EXERCISE OBJECTIVE: The lines needed are those below that contain the word "spin"; copy each one.

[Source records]
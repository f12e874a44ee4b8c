//! Command executor - validates and dispatches incoming commands

use super::handlers::{CommandHandler, HandlerContext};
use arena_shared::codec::RobotStatus;
use arena_shared::{secrets_match, Command, ErrorBody};
use serde_json::Value;
use std::collections::HashMap;
use std::sync::atomic::{AtomicU64, Ordering};
use std::sync::Arc;
use std::time::Instant;
use tracing::{debug, info, warn};

/// Result of command execution
#[derive(Debug, Clone)]
pub enum CommandResult {
    /// Command executed; `result` is returned to the caller
    Completed { result: Value },
    /// Command accepted but execution failed
    Failed { message: String },
    /// Payload is malformed for this action
    Rejected { message: String },
}

/// Status and body of a `/robot/control` reply
#[derive(Debug, Clone, PartialEq)]
pub struct Execution {
    pub status: RobotStatus,
    pub body: Value,
}

impl Execution {
    fn error(status: RobotStatus, message: impl Into<String>) -> Self {
        Self {
            status,
            body: serde_json::to_value(ErrorBody::new(message)).unwrap_or(Value::Null),
        }
    }
}

/// Executes commands relayed by the dispatcher
pub struct CommandExecutor {
    robot_id: String,
    token: String,
    started_at: Instant,
    executed: AtomicU64,
    handlers: HashMap<&'static str, Arc<dyn CommandHandler>>,
}

impl CommandExecutor {
    /// Create an executor with no handlers
    pub fn new(robot_id: impl Into<String>, token: impl Into<String>) -> Self {
        Self {
            robot_id: robot_id.into(),
            token: token.into(),
            started_at: Instant::now(),
            executed: AtomicU64::new(0),
            handlers: HashMap::new(),
        }
    }

    /// Add a handler, replacing any previous handler for the same action
    pub fn with_handler(mut self, handler: Arc<dyn CommandHandler>) -> Self {
        self.handlers.insert(handler.action(), handler);
        self
    }

    /// Number of commands that completed successfully
    pub fn executed_count(&self) -> u64 {
        self.executed.load(Ordering::SeqCst)
    }

    /// Execute a command and return the reply for the dispatcher
    pub async fn execute(&self, command: &Command) -> Execution {
        if !secrets_match(&self.token, &command.auth) {
            warn!("Command rejected: bad auth token");
            return Execution::error(RobotStatus::AuthFailed, "authentication failed");
        }

        let action = match command.action() {
            Some(action) => action,
            None => {
                return Execution::error(RobotStatus::SchemaError, "payload.action must be a string");
            }
        };

        let handler = match self.handlers.get(action) {
            Some(handler) => handler,
            None => {
                debug!(action, "No handler registered");
                return Execution::error(
                    RobotStatus::NotImplemented,
                    format!("action not implemented: {}", action),
                );
            }
        };

        let ctx = HandlerContext {
            robot_id: self.robot_id.clone(),
            uptime_ms: self.started_at.elapsed().as_millis() as u64,
            commands_executed: self.executed_count(),
        };

        match handler.handle(&ctx, &command.payload).await {
            CommandResult::Completed { result } => {
                self.executed.fetch_add(1, Ordering::SeqCst);
                info!(action, "Command completed");
                Execution {
                    status: RobotStatus::Executed,
                    body: result,
                }
            }
            CommandResult::Failed { message } => {
                warn!(action, %message, "Command failed");
                Execution::error(RobotStatus::InternalError, message)
            }
            CommandResult::Rejected { message } => {
                info!(action, %message, "Command rejected");
                Execution::error(RobotStatus::SchemaError, message)
            }
        }
    }
}

#[cfg(test)]
mod tests {
    use super::*;
    use crate::command::handlers::StatusHandler;
    use async_trait::async_trait;
    use serde_json::{json, Map};

    struct Faulty;

    #[async_trait]
    impl CommandHandler for Faulty {
        fn action(&self) -> &'static str {
            "spin"
        }

        async fn handle(&self, _ctx: &HandlerContext, payload: &Map<String, Value>) -> CommandResult {
            match payload.get("turns").and_then(|v| v.as_u64()) {
                Some(_) => CommandResult::Failed {
                    message: "gyro offline".into(),
                },
                None => CommandResult::Rejected {
                    message: "turns is required".into(),
                },
            }
        }
    }

    fn executor() -> CommandExecutor {
        CommandExecutor::new("robot-7", "tok")
            .with_handler(Arc::new(StatusHandler))
            .with_handler(Arc::new(Faulty))
    }

    fn command(payload: Value, auth: &str) -> Command {
        Command::new(payload.as_object().cloned().unwrap(), auth)
    }

    #[tokio::test]
    async fn test_status_command() {
        let executor = executor();
        let execution = executor.execute(&command(json!({"action": "status"}), "tok")).await;

        assert_eq!(execution.status, RobotStatus::Executed);
        assert_eq!(execution.body["robot_id"], "robot-7");
        assert_eq!(execution.body["commands_executed"], 0);
        assert_eq!(executor.executed_count(), 1);
    }

    #[tokio::test]
    async fn test_bad_token() {
        let execution = executor().execute(&command(json!({"action": "status"}), "nope")).await;
        assert_eq!(execution.status, RobotStatus::AuthFailed);
    }

    #[tokio::test]
    async fn test_missing_action_and_unknown_action() {
        let executor = executor();

        let execution = executor.execute(&command(json!({"speed": 1}), "tok")).await;
        assert_eq!(execution.status, RobotStatus::SchemaError);

        let execution = executor.execute(&command(json!({"action": "jump"}), "tok")).await;
        assert_eq!(execution.status, RobotStatus::NotImplemented);
        assert_eq!(execution.body["error"], "action not implemented: jump");
    }

    #[tokio::test]
    async fn test_handler_failures() {
        let executor = executor();

        let execution = executor.execute(&command(json!({"action": "spin", "turns": 2}), "tok")).await;
        assert_eq!(execution.status, RobotStatus::InternalError);

        let execution = executor.execute(&command(json!({"action": "spin"}), "tok")).await;
        assert_eq!(execution.status, RobotStatus::SchemaError);
        assert_eq!(executor.executed_count(), 0);
    }
}
//! Command execution for the robot node
//!
//! This module handles:
//! - Checking each command's auth token
//! - Dispatching payloads to handlers by their `action` key
//! - Mapping handler results to robot API status codes

mod executor;
pub mod handlers;

pub use executor::{CommandExecutor, CommandResult, Execution};
//! Liveness prober used at first registration

use super::client::RobotClient;
use arena_shared::RobotEndpoint;
use std::sync::Arc;
use std::time::Duration;
use tokio::time::timeout;
use tracing::{debug, warn};

/// Outcome of a liveness probe
#[derive(Debug, Clone, PartialEq, Eq)]
pub enum Liveness {
    Reachable,
    Unreachable { reason: String },
}

/// Issues bounded health checks against candidate robot endpoints
#[derive(Clone)]
pub struct LivenessProber {
    client: Arc<dyn RobotClient>,
    timeout: Duration,
}

impl LivenessProber {
    pub fn new(client: Arc<dyn RobotClient>, timeout: Duration) -> Self {
        Self { client, timeout }
    }

    /// Ping the robot at `endpoint`; a timeout counts as unreachable
    pub async fn probe(&self, endpoint: &RobotEndpoint) -> Liveness {
        match timeout(self.timeout, self.client.ping(endpoint)).await {
            Ok(Ok(())) => {
                debug!(%endpoint, client = self.client.name(), "robot reachable");
                Liveness::Reachable
            }
            Ok(Err(e)) => {
                warn!(%endpoint, error = %e, "robot probe failed");
                Liveness::Unreachable {
                    reason: e.to_string(),
                }
            }
            Err(_) => {
                let timeout_ms = self.timeout.as_millis() as u64;
                warn!(%endpoint, timeout_ms, "robot probe timed out");
                Liveness::Unreachable {
                    reason: format!("no reply within {:?}", self.timeout),
                }
            }
        }
    }
}
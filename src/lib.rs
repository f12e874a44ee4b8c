//! Robot Arena reference robot node
//!
//! Serves the robot API consumed by the dispatcher: a liveness ping and a
//! control endpoint that checks each command's token and hands the payload
//! to the handler registered for its `action`.

pub mod command;
pub mod config;
pub mod http;
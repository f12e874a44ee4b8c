//! Command-level auth seam

use crate::registry::PlayerInfo;
use arena_shared::Command;

/// Decides whether a command's `auth` token may be relayed for a player.
///
/// The token is agreed between a client and its robot; integrations that
/// know the scheme can reject commands before they reach the robot.
pub trait CommandVerifier: Send + Sync {
    fn verify(&self, player: &PlayerInfo, command: &Command) -> bool;
}

/// Leaves command auth entirely to the robot, which answers 403 on mismatch
#[derive(Debug, Clone, Copy, Default)]
pub struct RobotSideVerifier;

impl CommandVerifier for RobotSideVerifier {
    fn verify(&self, _player: &PlayerInfo, _command: &Command) -> bool {
        true
    }
}
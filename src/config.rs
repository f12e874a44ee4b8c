//! Robot node configuration

use arena_shared::timing;
use clap::Parser;

/// Command-line arguments of the robot node
#[derive(Parser, Debug, Clone)]
#[command(name = "arena-robot", about = "Reference robot node for the robot arena")]
pub struct Args {
    /// Address the robot API listens on
    #[arg(long, default_value = timing::ROBOT_LISTEN)]
    pub listen: String,

    /// Token clients must put in each command's `auth` field
    #[arg(long, default_value = "robot-token")]
    pub token: String,

    /// Identifier reported by the status command
    #[arg(long, default_value = "robot-001")]
    pub robot_id: String,
}

/// Runtime configuration of the robot node
#[derive(Debug, Clone)]
pub struct RobotConfig {
    pub listen: String,
    pub token: String,
    pub robot_id: String,
}

impl Default for RobotConfig {
    fn default() -> Self {
        Self {
            listen: timing::ROBOT_LISTEN.into(),
            token: "robot-token".into(),
            robot_id: "robot-001".into(),
        }
    }
}

impl From<Args> for RobotConfig {
    fn from(args: Args) -> Self {
        Self {
            listen: args.listen,
            token: args.token,
            robot_id: args.robot_id,
        }
    }
}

TASK ANSWER:
            "spin"
        let execution = executor.execute(&command(json!({"action": "spin", "turns": 2}), "tok")).await;
        let execution = executor.execute(&command(json!({"action": "spin"}), "tok")).await;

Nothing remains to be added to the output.